Das Jahr 2022 war erfolgreich für die forschenden Pharmaunternehmen – was bringt ihnen das Jahr 2023? (Foto: IMAGO / blickwinkel)

Das Jahr 2022 war erfolgreich für die forschenden Pharmaunternehmen – was bringt ihnen das Jahr 2023? (Foto: IMAGO / blickwinkel)


Das Jahr 2022 war erfolgreich für die Pharmaindustrie: Mit 49 Neueinführungen stellen die Unternehmen ihren Rekord von 2014 ein. Für 2023 erwartet der vfa ein ähnlich gutes Ergebnis – sofern die Auswirkungen des GKV-Finanzstabilisierungsgesetzes den deutschen Markt nicht zu unattraktiv für die Firmen machen.

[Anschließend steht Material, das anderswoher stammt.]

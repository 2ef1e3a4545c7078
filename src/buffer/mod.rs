// Copyright 2025 STARGA Inc.
// Licensed under the Apache License, Version 2.0 (the “License”);
// you may not use this file except in compliance with the License.
// You may obtain a copy of the License at:
//     http://www.apache.org/licenses/LICENSE-2.0
//
// Unless required by applicable law or agreed to in writing, software
// distributed under the License is distributed on an “AS IS” BASIS,
// WITHOUT WARRANTIES OR CONDITIONS OF ANY KIND, either express or implied.
// See the License for the specific language governing permissions and
// limitations under the License.

// Part of the MIND project (Machine Intelligence Native Design).

//! Buffer descriptors.
//!
//! A [`TypedBuffer`] describes one dense, row-major array crossing the
//! boundary: element type, dimensions, and a pointer to memory the bridge
//! does not own. [`HostArray`] is an owned host allocation that hands out
//! descriptors borrowing from it.

mod host;
mod wire;

use std::marker::PhantomData;
use std::ptr::NonNull;

pub use host::HostArray;
pub use wire::{decode, encode, WIRE_MAGIC, WIRE_VERSION};

use crate::error::{Result, XcallError};
use crate::types::{element_count, DType, Element, ShapeDType};

/// Descriptor of a dense array owned by someone else.
///
/// The lifetime ties the descriptor to the storage it points into. Buffers
/// built from foreign memory via [`TypedBuffer::from_raw_parts`] pick their
/// lifetime at construction and the caller vouches for it.
#[derive(Debug)]
pub struct TypedBuffer<'a> {
    dtype: DType,
    dims: Vec<usize>,
    data: NonNull<u8>,
    writable: bool,
    _marker: PhantomData<&'a mut [u8]>,
}

// SAFETY: a descriptor is a (pointer, length) pair with a lifetime. Moving it
// across threads is what stream-ordered execution requires; the storage
// contract is the same as for `&mut [u8]`.
unsafe impl Send for TypedBuffer<'_> {}
unsafe impl Sync for TypedBuffer<'_> {}

impl<'a> TypedBuffer<'a> {
    /// Describe foreign memory.
    ///
    /// # Safety
    ///
    /// `data` must point to at least `element_count(dims) * dtype.byte_width()`
    /// bytes that stay valid (and, when `writable`, exclusively accessible)
    /// for `'a`. A null pointer is accepted only when that byte count is zero.
    pub unsafe fn from_raw_parts(
        dtype: DType,
        dims: Vec<usize>,
        data: *mut u8,
        writable: bool,
    ) -> Result<Self> {
        let bytes = element_count(&dims) * dtype.byte_width();
        let data = match NonNull::new(data) {
            Some(ptr) => ptr,
            None if bytes == 0 => NonNull::dangling(),
            None => {
                return Err(XcallError::InvalidArgument(format!(
                    "null data pointer for {dtype}{dims:?} buffer of {bytes} bytes"
                )))
            }
        };
        Ok(Self {
            dtype,
            dims,
            data,
            writable,
            _marker: PhantomData,
        })
    }

    pub(crate) fn from_host(
        dtype: DType,
        dims: Vec<usize>,
        data: NonNull<u8>,
        writable: bool,
    ) -> Self {
        Self {
            dtype,
            dims,
            data,
            writable,
            _marker: PhantomData,
        }
    }

    pub fn dtype(&self) -> DType {
        self.dtype
    }

    pub fn dims(&self) -> &[usize] {
        &self.dims
    }

    pub fn rank(&self) -> usize {
        self.dims.len()
    }

    pub fn element_count(&self) -> usize {
        element_count(&self.dims)
    }

    pub fn byte_len(&self) -> usize {
        self.element_count() * self.dtype.byte_width()
    }

    /// True when the buffer holds no elements (some dimension is zero).
    ///
    /// Handlers should treat this as a distinguished empty case, not an
    /// error.
    pub fn is_empty(&self) -> bool {
        self.element_count() == 0
    }

    pub fn is_writable(&self) -> bool {
        self.writable
    }

    pub fn data_ptr(&self) -> *mut u8 {
        self.data.as_ptr()
    }

    pub fn bytes(&self) -> &[u8] {
        // SAFETY: construction guarantees `byte_len` valid bytes for 'a.
        unsafe { std::slice::from_raw_parts(self.data.as_ptr(), self.byte_len()) }
    }

    pub fn bytes_mut(&mut self) -> Result<&mut [u8]> {
        if !self.writable {
            return Err(XcallError::InvalidArgument(
                "attempt to write through a read-only buffer".into(),
            ));
        }
        let len = self.byte_len();
        // SAFETY: writable descriptors are built from exclusive borrows.
        Ok(unsafe { std::slice::from_raw_parts_mut(self.data.as_ptr(), len) })
    }

    /// View the elements as `T`, checking the element type and alignment.
    pub fn typed<T: Element>(&self) -> Result<&[T]> {
        self.check_dtype(T::DTYPE)?;
        if self.byte_len() == 0 {
            return Ok(&[]);
        }
        bytemuck::try_cast_slice(self.bytes()).map_err(|e| {
            XcallError::InvalidArgument(format!("cannot view buffer as {}: {e}", T::DTYPE))
        })
    }

    pub fn typed_mut<T: Element>(&mut self) -> Result<&mut [T]> {
        self.check_dtype(T::DTYPE)?;
        let bytes = self.bytes_mut()?;
        if bytes.is_empty() {
            return Ok(&mut []);
        }
        bytemuck::try_cast_slice_mut(bytes).map_err(|e| {
            XcallError::InvalidArgument(format!("cannot view buffer as {}: {e}", T::DTYPE))
        })
    }

    /// True when the descriptor has exactly the declared type and shape.
    pub fn matches(&self, spec: &ShapeDType) -> bool {
        self.dtype == spec.dtype
            && self.dims.len() == spec.dims.len()
            && self
                .dims
                .iter()
                .zip(&spec.dims)
                .all(|(&have, &want)| want >= 0 && have as i64 == want)
    }

    pub fn shape_dtype(&self) -> ShapeDType {
        ShapeDType::from_dims(self.dtype, &self.dims)
    }

    /// Re-borrow as a read-only descriptor.
    pub fn reborrow(&self) -> TypedBuffer<'_> {
        TypedBuffer {
            dtype: self.dtype,
            dims: self.dims.clone(),
            data: self.data,
            writable: false,
            _marker: PhantomData,
        }
    }

    /// Re-borrow mutably, keeping write access.
    pub fn reborrow_mut(&mut self) -> TypedBuffer<'_> {
        TypedBuffer {
            dtype: self.dtype,
            dims: self.dims.clone(),
            data: self.data,
            writable: self.writable,
            _marker: PhantomData,
        }
    }

    /// Erase the borrow.
    ///
    /// # Safety
    ///
    /// The storage must outlive every use of the returned descriptor. The
    /// dispatch engine uses this only for stream work it waits on before the
    /// original borrow ends.
    pub(crate) unsafe fn into_static(self) -> TypedBuffer<'static> {
        TypedBuffer {
            dtype: self.dtype,
            dims: self.dims,
            data: self.data,
            writable: self.writable,
            _marker: PhantomData,
        }
    }

    fn check_dtype(&self, want: DType) -> Result<()> {
        if self.dtype != want {
            return Err(XcallError::InvalidArgument(format!(
                "buffer has element type {}, requested {}",
                self.dtype, want
            )));
        }
        Ok(())
    }
}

Im Jahr 2022 haben Arzneimittelhersteller insgesamt 49 neue Medikamente in Deutschland auf den Markt gebracht. Darüber informiert der Verband der forschenden Pharmaunternehmen (vfa) in einer Pressemitteilung. Damit stellen die Firmen ihren Rekord aus dem Jahr 2014 ein. Der Verband erfasst die Neueinführungen pro Jahr seit 2003 – seither schwankt der Wert zwischen 17 und 49 neuen Arzneimitteln. Zulassungserweiterungen gab es 2022 zudem für 24 weitere Medikamente. Das Krankheitsspektrum reicht von atopischer Dermatitis über Lungenkrebs und Multiples Myelom bis hin zu Wachstumsstörungen.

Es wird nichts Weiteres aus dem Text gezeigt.